Problem statement —
Each line in the data holding "TimedOut" should be listed.

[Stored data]
§ §

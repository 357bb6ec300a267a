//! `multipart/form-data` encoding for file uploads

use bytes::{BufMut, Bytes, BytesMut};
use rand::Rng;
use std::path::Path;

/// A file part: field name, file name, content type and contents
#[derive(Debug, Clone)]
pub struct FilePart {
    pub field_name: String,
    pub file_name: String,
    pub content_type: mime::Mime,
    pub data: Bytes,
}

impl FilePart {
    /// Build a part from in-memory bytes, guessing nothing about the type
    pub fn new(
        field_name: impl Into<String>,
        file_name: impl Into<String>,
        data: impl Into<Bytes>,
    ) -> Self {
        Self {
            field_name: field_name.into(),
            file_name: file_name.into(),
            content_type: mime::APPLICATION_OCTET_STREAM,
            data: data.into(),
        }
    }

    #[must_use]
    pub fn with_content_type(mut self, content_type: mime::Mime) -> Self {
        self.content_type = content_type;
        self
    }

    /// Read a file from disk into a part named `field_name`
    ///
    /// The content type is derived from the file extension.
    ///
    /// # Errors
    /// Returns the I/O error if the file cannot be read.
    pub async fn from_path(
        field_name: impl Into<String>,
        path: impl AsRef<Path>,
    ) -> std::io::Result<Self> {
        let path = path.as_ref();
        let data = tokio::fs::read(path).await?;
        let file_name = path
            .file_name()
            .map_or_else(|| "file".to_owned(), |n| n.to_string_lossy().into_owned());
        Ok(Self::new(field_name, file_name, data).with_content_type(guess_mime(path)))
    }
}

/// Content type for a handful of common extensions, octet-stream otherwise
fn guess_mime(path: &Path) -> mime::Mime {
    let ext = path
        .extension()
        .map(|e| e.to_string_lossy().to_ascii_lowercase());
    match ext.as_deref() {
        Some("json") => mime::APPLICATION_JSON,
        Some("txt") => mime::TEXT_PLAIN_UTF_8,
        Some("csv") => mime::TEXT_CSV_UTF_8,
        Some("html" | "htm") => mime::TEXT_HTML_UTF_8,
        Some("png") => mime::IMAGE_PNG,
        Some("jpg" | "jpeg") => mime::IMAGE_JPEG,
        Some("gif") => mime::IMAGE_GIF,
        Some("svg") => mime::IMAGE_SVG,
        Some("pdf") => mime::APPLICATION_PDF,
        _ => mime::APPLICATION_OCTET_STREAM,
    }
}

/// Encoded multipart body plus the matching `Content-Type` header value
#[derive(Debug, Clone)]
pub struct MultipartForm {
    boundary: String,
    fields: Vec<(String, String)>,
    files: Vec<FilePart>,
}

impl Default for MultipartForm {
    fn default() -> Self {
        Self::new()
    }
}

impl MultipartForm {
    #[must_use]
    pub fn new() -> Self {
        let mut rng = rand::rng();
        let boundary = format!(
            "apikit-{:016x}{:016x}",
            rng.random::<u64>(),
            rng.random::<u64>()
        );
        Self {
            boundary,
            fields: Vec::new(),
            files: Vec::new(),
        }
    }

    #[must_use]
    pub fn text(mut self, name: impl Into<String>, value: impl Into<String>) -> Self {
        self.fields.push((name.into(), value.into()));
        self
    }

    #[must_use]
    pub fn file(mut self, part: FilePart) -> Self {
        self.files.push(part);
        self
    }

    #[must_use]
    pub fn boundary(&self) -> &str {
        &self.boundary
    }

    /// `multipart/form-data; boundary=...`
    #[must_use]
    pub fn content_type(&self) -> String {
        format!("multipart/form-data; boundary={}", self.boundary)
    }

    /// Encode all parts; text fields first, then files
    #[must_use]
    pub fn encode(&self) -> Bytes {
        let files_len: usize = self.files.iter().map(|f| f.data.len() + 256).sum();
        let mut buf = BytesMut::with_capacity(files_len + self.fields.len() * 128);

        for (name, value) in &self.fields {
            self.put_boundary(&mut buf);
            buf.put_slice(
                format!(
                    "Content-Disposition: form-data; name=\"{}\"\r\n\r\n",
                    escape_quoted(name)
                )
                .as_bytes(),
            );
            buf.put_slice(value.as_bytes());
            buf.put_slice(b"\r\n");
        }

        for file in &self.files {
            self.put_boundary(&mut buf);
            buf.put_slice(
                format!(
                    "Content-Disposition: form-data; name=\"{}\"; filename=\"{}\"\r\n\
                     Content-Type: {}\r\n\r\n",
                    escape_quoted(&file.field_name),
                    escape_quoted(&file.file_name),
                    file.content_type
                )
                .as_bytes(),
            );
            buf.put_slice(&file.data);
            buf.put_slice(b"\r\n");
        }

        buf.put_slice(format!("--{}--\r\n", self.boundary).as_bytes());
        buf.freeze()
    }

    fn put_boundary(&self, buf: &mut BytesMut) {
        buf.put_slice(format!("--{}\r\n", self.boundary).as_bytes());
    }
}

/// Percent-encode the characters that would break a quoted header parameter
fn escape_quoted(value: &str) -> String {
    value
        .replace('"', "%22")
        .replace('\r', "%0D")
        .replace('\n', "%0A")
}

§ §

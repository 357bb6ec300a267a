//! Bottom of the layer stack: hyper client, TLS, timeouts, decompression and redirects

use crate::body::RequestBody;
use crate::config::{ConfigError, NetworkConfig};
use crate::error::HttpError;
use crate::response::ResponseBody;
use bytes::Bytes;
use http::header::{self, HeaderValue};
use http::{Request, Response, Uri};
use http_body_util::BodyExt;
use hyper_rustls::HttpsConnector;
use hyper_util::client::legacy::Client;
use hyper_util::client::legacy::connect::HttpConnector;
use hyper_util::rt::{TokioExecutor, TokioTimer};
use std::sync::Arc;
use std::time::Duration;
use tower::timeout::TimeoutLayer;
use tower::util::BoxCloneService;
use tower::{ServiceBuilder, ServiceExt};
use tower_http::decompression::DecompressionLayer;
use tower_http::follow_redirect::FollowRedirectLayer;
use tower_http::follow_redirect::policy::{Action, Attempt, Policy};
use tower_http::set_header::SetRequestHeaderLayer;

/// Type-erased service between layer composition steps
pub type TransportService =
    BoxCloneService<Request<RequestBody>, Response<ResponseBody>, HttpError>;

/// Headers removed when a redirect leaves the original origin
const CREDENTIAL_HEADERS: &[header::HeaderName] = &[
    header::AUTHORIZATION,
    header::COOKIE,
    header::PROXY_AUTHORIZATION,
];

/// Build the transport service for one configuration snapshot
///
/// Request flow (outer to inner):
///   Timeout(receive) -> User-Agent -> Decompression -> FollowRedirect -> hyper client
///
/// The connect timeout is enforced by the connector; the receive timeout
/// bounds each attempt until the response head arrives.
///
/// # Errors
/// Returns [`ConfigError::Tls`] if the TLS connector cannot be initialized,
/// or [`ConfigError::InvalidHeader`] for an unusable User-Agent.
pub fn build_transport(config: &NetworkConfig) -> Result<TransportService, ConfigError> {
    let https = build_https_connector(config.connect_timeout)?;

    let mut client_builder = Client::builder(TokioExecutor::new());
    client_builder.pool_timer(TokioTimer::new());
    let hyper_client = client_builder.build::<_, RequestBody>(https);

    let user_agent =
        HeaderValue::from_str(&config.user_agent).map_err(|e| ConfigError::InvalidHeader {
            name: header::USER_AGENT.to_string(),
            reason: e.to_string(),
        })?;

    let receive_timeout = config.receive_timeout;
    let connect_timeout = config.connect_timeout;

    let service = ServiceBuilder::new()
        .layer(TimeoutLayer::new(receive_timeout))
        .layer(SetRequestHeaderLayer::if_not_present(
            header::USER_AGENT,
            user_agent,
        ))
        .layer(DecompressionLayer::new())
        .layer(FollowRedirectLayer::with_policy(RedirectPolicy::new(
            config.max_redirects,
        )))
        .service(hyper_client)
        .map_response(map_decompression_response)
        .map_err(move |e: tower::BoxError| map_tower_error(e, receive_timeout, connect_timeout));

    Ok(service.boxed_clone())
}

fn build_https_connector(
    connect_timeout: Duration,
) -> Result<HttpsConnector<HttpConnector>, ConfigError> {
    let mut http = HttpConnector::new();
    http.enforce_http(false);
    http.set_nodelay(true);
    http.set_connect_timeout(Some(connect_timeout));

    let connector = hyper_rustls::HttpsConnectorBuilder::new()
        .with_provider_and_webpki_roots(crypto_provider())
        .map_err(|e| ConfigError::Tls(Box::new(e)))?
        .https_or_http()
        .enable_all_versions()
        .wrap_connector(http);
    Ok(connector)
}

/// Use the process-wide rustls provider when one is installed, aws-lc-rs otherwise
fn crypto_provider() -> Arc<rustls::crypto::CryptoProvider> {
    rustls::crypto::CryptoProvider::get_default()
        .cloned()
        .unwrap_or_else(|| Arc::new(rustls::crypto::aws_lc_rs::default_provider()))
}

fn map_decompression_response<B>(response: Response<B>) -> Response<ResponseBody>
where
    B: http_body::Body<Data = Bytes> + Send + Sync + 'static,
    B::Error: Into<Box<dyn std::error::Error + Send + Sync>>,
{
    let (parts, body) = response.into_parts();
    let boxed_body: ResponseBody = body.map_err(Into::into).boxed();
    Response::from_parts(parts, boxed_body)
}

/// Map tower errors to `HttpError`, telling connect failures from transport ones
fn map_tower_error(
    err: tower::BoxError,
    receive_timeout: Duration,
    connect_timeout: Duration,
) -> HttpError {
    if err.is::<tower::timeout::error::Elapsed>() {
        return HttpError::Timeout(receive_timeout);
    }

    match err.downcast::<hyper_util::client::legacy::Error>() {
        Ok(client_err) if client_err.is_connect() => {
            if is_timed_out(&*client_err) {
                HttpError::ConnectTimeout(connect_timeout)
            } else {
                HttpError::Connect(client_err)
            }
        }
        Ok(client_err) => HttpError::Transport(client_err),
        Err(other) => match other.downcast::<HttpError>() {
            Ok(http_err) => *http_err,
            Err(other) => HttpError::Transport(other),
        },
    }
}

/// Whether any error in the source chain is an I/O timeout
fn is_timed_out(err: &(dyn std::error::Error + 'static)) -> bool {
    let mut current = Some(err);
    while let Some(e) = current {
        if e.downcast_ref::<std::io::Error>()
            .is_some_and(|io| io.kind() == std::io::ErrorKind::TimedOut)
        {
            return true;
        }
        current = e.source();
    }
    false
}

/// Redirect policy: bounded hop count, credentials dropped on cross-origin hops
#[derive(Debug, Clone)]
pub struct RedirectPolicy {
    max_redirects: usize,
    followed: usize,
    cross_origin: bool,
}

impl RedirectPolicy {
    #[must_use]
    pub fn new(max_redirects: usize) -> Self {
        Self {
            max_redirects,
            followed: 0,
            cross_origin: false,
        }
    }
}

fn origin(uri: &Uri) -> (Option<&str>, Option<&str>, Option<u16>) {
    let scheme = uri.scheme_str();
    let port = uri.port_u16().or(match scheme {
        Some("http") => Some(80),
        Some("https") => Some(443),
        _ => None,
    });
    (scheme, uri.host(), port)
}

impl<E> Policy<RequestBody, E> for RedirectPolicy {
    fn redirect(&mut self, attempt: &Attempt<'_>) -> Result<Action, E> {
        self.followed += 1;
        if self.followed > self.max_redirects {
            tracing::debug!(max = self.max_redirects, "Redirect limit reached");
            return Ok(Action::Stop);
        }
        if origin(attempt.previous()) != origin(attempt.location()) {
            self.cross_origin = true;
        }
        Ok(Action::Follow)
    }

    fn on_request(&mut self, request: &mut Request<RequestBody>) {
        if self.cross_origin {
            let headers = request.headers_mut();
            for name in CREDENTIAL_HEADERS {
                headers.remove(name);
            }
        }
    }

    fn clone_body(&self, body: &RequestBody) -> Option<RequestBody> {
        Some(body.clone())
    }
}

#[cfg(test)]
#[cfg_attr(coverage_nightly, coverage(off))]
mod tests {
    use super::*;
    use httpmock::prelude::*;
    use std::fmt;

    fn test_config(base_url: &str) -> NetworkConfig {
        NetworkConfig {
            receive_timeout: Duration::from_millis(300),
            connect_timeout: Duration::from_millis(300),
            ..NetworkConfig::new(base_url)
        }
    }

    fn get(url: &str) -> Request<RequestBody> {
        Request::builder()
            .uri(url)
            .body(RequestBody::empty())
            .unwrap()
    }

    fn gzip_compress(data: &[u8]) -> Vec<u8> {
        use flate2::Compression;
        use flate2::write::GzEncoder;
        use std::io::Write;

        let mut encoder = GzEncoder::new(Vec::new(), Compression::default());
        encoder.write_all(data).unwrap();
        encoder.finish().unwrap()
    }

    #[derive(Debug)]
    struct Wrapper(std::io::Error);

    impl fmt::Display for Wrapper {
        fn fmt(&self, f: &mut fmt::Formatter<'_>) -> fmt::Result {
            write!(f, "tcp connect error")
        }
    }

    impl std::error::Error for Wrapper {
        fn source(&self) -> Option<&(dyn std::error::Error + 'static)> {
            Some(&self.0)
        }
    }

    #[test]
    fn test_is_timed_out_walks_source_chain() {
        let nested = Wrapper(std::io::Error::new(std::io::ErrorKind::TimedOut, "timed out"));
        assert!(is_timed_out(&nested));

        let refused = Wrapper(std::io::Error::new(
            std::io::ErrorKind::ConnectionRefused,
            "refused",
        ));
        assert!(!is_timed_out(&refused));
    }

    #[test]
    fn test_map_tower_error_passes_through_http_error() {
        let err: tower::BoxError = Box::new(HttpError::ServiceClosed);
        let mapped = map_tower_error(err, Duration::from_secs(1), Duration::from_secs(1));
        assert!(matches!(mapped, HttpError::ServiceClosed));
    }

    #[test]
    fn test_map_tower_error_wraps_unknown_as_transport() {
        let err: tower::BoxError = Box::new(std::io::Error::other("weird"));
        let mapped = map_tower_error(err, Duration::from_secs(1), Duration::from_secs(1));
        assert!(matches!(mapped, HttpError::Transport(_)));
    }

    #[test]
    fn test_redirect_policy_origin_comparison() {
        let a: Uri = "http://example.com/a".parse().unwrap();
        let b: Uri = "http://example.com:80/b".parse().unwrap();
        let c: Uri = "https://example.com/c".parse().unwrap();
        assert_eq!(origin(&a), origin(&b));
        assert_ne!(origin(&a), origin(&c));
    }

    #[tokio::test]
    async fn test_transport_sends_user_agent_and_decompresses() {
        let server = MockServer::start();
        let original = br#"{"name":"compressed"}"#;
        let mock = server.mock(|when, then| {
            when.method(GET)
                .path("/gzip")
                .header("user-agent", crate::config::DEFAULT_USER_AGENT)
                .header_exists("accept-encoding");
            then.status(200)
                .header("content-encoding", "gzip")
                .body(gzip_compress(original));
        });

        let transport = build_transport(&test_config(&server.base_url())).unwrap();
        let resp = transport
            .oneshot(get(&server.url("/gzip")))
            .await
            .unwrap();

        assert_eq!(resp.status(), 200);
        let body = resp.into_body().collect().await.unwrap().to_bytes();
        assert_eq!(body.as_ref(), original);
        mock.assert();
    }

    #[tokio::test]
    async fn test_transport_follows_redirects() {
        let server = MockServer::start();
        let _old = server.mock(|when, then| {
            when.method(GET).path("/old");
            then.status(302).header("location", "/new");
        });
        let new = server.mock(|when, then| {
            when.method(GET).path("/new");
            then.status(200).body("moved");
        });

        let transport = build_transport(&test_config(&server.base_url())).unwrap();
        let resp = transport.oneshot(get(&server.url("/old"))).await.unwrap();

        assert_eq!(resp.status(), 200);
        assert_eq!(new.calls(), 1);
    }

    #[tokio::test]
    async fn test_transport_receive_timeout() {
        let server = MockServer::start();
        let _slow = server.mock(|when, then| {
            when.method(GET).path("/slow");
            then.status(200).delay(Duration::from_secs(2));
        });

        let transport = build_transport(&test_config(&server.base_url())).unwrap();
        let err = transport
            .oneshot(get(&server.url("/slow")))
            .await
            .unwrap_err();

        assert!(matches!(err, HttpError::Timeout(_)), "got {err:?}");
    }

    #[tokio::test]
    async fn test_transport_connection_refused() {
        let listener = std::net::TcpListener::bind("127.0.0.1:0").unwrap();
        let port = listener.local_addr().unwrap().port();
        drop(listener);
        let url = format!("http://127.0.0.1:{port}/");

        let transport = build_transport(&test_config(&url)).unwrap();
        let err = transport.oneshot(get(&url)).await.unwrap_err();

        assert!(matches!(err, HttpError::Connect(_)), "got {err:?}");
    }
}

§ §

Response for this exercise —
            .is_some_and(|io| io.kind() == std::io::ErrorKind::TimedOut)
        let nested = Wrapper(std::io::Error::new(std::io::ErrorKind::TimedOut, "timed out"));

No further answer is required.